The good news is that the quality of work and the quality of the presentations are getting better each year. This suggests that next year will see Indian entries fare better at international award shows, that India will have a greater involvement in Asia-pacific and global pitches, that Indian professionals will be more recognized the world over.
The bad news is that the community is turning into two communities, the haves and the have nots.
Smaller agencies have been all but wiped out. The volume of work, their baskets of clients and their revenue together makes it well nigh impossible for them to compete with the large agencies.
It’s not just the small agencies that are out in the cold; this year’s edition of the Emvies witnessed the conspicuous absence – even for the networking of a large number of ‘names’ from large agencies which had no possible winners.
This year, the ‘club’ has shrunk compared to last year. Next year, will we see even fewer companies participate – and when I say participate, I mean in the true sense of the word. Will more stay away from the award ceremony than this year?
There is cause for worry when a Lynn De Souza, NP Satyamurthy, Jasmin Sohrabji, Harish Shriyan choose to stay away from the Emvies. That’s just a handful of names; I could go on forever.
Where were delegates from media houses? Except for Joy Chakraborty, I can’t remember meeting anyone from television. By anyone, I mean anyone. No STAR TV, no Network 18, no TV Today. Except for The Times of India, I can’t remember meeting anyone from Hindustan Times, DNA, MiD-DAY, Malayala Manorama, Living Media, etc. Radio? Where were they?
As with the Abbys, the negatives will be swept under the carpet, ignored and forgotten in the misplaced glory of a ‘successful’ event. A sold out event does not automatically make the event successful – the quality of the attendees matters greatly.
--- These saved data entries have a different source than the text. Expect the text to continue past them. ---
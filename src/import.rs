//! Bulk import of `.eml` / `.mbox` files into a user's Maildir.

use std::fs;
use std::io::Write;
use std::path::{Path, PathBuf};
use std::sync::atomic::{AtomicU64, Ordering};

use chrono::Utc;
use sha2::{Digest, Sha256};
use tracing::{info, warn};

use crate::error::ImportError;

/// Default Maildir root when `--maildir` is not given.
pub const DEFAULT_MAILDIR_ROOT: &str = "/var/mail";

/// Counts reported by an import run.
#[derive(Debug, Default, Clone, PartialEq, Eq)]
pub struct ImportReport {
    pub imported: usize,
    pub failed: usize,
}

/// Writes messages into `<root>/<user>/Maildir`.
pub struct MaildirImporter {
    maildir: PathBuf,
    /// Per-run delivery counter, part of every file name.
    sequence: AtomicU64,
}

impl MaildirImporter {
    pub fn new(root: impl AsRef<Path>, user: &str) -> Self {
        Self {
            maildir: root.as_ref().join(user).join("Maildir"),
            sequence: AtomicU64::new(0),
        }
    }

    pub fn maildir(&self) -> &Path {
        &self.maildir
    }

    /// Import an `.eml` file, an `.mbox` file or a directory of `.eml` files.
    pub fn import(&self, source: &Path) -> Result<ImportReport, ImportError> {
        if !source.exists() {
            return Err(ImportError::SourceNotFound(source.to_path_buf()));
        }
        self.ensure_layout()?;

        let report = if source.is_dir() {
            self.import_dir(source)?
        } else {
            match extension(source).as_deref() {
                Some("eml") => {
                    let data = fs::read(source)?;
                    self.write_message(&data)?;
                    ImportReport {
                        imported: 1,
                        failed: 0,
                    }
                }
                Some("mbox") => self.import_mbox(source)?,
                _ => {
                    return Err(ImportError::UnsupportedFormat(
                        source.display().to_string(),
                    ));
                }
            }
        };

        info!(
            source = %source.display(),
            maildir = %self.maildir.display(),
            imported = report.imported,
            failed = report.failed,
            "Import finished"
        );
        Ok(report)
    }

    fn import_dir(&self, dir: &Path) -> Result<ImportReport, ImportError> {
        let mut paths: Vec<PathBuf> = fs::read_dir(dir)?
            .filter_map(|entry| entry.ok().map(|e| e.path()))
            .filter(|p| p.is_file() && extension(p).as_deref() == Some("eml"))
            .collect();
        paths.sort();

        let mut report = ImportReport::default();
        for path in paths {
            match fs::read(&path).map_err(ImportError::from).and_then(|data| {
                self.write_message(&data)?;
                Ok(())
            }) {
                Ok(()) => report.imported += 1,
                Err(e) => {
                    warn!(file = %path.display(), "Skipping message: {e}");
                    report.failed += 1;
                }
            }
        }
        Ok(report)
    }

    fn import_mbox(&self, path: &Path) -> Result<ImportReport, ImportError> {
        let data = fs::read(path)?;
        let mut report = ImportReport::default();
        for (index, message) in split_mbox(&data).into_iter().enumerate() {
            match self.write_message(&message) {
                Ok(_) => report.imported += 1,
                Err(e) => {
                    warn!(file = %path.display(), index, "Skipping message: {e}");
                    report.failed += 1;
                }
            }
        }
        Ok(report)
    }

    fn ensure_layout(&self) -> Result<(), ImportError> {
        for sub in ["new", "cur", "tmp"] {
            fs::create_dir_all(self.maildir.join(sub))?;
        }
        Ok(())
    }

    /// Write through `tmp/` and rename into `cur/` marked as seen.
    fn write_message(&self, data: &[u8]) -> Result<PathBuf, ImportError> {
        let sequence = self.sequence.fetch_add(1, Ordering::Relaxed);
        let name = message_file_name(data, Utc::now().timestamp(), sequence);
        let tmp_path = self.maildir.join("tmp").join(&name);
        let final_path = self.maildir.join("cur").join(format!("{name}:2,S"));

        {
            let mut file = fs::File::create(&tmp_path)?;
            file.write_all(data)?;
            file.sync_all()?;
        }
        fs::rename(&tmp_path, &final_path)?;
        Ok(final_path)
    }
}

/// `<unix-ts>.P<pid>Q<seq>.<first 8 hex of sha256>`
///
/// Pid and sequence keep names unique within a second, identical content
/// included.
fn message_file_name(data: &[u8], timestamp: i64, sequence: u64) -> String {
    let digest = Sha256::digest(data);
    let hash: String = digest.iter().take(4).map(|b| format!("{b:02x}")).collect();
    format!("{timestamp}.P{}Q{sequence}.{hash}", std::process::id())
}

fn extension(path: &Path) -> Option<String> {
    path.extension()
        .and_then(|e| e.to_str())
        .map(str::to_ascii_lowercase)
}

/// Split an mbox file into messages.
///
/// Lines starting with `From ` separate messages and are dropped; one level
/// of `>From ` quoting is undone. Empty messages are discarded.
pub fn split_mbox(data: &[u8]) -> Vec<Vec<u8>> {
    let mut messages = Vec::new();
    let mut current: Vec<u8> = Vec::new();
    let mut started = false;

    for line in data.split_inclusive(|&b| b == b'\n') {
        if line.starts_with(b"From ") {
            if started {
                push_message(&mut messages, std::mem::take(&mut current));
            }
            started = true;
            continue;
        }
        started = true;
        if line.starts_with(b">From ") {
            current.extend_from_slice(&line[1..]);
        } else {
            current.extend_from_slice(line);
        }
    }
    push_message(&mut messages, current);
    messages
}

fn push_message(messages: &mut Vec<Vec<u8>>, mut message: Vec<u8>) {
    // The blank line before the next separator belongs to the mbox framing.
    if message.ends_with(b"\r\n\r\n") {
        message.truncate(message.len() - 2);
    } else if message.ends_with(b"\n\n") {
        message.truncate(message.len() - 1);
    }
    if message.iter().any(|b| !b.is_ascii_whitespace()) {
        messages.push(message);
    }
}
The Ad Club and the Emvies committee would do well to figure out why the involvement of a significant chunk of the community is dissipating. There is no greater loss of credibility for an award than for only the winners and likely winners to be present. Those who aspire should be there to see what makes a winner win; those who fail to make the cut should be there to see where they are lacking.
There is so much that is good about both the Abbys and the Emvies that criticism of the two becomes imperative. The foundations are in place and both are growing in stature and credibility. There is need to build on the good – and, simultaneously, do a chintan baithak (not of the BJP kind) to understand and address all that is bad.
It would be a good idea for the Emvies to understand what ails the Abbys. All seemed to be perfect till a few years ago – and all, obviously, was not perfect. To ignore the signs of unhappiness and dissent is a danger that Emvies (and the media agency community) can ill afford.
The trouble is that there are no parameters set by the organisers to measure the success and failure of an Emvies.
Let me suggest a few:
The number of agencies participating should grow by x per cent.
There must be a minimum of x new members on the jury each year
That CEOs of the top 25 agencies ought to be present at the awards.
That at least 10% of the attendees should be marketers.
That at least 20% of the attendees should be from media owners.
To achieve the above will be no easy task, but to not attempt it would be dangerous to the longevity and credibility of not just the Emvies but to the community at large.